#### Required work
Copy out each line of the material in which the word "TriggerReason" appears.

** Opening Available records block **

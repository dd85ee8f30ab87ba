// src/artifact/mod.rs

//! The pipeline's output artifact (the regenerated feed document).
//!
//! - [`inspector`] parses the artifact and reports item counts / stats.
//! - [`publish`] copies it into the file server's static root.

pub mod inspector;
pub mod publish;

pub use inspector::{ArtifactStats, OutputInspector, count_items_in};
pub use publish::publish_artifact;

** Closing Available records block **
** Opening Available records block **

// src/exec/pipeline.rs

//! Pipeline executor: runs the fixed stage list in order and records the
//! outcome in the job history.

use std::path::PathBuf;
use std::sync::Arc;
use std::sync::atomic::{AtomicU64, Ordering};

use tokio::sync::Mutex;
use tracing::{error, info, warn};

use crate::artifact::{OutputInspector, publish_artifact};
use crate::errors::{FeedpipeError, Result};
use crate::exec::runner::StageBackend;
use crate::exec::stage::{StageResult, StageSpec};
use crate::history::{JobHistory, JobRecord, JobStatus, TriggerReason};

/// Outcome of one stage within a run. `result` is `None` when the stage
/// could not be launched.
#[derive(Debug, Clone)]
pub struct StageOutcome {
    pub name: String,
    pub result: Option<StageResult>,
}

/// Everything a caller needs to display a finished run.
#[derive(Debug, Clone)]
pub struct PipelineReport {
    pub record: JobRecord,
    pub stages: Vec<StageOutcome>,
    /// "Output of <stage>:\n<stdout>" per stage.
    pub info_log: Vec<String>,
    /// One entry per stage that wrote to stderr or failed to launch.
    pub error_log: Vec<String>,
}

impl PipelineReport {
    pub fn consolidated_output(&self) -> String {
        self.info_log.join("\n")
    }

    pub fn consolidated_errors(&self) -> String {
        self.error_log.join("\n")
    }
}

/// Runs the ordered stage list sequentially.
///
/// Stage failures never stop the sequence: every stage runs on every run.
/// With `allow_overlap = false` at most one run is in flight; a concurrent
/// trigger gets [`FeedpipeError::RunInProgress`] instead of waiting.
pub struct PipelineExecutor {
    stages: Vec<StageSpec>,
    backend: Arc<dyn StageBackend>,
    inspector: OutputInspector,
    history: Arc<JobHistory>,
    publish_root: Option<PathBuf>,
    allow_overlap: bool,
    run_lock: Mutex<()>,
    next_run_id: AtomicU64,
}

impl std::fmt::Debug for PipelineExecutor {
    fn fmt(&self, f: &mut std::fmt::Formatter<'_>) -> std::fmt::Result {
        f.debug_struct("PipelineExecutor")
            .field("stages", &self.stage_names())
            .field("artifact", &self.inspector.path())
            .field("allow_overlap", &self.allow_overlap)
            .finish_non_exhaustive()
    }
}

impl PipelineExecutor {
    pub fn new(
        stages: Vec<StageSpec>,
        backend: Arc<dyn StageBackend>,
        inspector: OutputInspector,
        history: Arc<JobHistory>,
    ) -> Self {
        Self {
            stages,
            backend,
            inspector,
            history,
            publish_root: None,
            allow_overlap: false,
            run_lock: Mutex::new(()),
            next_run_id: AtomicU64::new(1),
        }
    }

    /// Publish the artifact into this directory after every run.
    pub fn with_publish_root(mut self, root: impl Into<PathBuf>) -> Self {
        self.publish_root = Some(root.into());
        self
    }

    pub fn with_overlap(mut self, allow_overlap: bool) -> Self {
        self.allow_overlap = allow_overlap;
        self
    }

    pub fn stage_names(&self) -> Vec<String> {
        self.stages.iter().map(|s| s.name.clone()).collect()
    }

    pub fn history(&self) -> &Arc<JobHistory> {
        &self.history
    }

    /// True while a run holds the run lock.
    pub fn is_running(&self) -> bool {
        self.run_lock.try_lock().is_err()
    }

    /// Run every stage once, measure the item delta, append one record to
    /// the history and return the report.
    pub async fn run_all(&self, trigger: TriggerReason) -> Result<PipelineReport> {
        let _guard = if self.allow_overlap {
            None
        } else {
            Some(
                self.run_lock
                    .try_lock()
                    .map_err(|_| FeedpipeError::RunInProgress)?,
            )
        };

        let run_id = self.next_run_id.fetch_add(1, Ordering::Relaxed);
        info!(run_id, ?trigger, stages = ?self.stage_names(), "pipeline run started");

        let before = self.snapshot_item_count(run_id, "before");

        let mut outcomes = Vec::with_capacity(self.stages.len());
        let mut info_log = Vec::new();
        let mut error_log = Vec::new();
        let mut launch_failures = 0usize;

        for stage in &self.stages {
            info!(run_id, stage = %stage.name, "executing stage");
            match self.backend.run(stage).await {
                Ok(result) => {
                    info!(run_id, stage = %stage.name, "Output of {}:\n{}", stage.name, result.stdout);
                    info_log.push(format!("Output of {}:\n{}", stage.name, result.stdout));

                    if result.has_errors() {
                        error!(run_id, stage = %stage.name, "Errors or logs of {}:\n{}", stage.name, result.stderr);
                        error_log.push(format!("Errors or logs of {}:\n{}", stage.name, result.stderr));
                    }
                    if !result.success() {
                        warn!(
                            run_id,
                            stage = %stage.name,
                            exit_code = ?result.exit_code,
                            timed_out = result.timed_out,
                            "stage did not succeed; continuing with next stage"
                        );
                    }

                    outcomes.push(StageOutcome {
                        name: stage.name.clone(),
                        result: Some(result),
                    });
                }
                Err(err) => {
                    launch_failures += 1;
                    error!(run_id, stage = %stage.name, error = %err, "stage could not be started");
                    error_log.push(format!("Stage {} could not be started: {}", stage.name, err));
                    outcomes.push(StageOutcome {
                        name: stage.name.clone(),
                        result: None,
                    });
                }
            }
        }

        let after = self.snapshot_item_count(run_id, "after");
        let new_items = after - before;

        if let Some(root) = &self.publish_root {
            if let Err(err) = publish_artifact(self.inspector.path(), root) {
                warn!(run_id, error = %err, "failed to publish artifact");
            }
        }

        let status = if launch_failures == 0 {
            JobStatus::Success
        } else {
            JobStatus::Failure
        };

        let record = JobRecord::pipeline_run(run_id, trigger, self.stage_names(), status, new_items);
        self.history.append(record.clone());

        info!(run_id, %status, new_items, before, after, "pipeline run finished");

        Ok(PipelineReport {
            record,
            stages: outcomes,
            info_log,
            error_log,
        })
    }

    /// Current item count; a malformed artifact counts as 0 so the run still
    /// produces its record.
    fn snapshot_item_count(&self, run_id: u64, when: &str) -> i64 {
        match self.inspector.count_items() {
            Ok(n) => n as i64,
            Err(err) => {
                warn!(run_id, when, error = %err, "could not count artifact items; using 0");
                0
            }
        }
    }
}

** Closing Available records block **

#### Result of this task
use crate::history::{JobHistory, JobRecord, JobStatus, TriggerReason};
    pub async fn run_all(&self, trigger: TriggerReason) -> Result<PipelineReport> {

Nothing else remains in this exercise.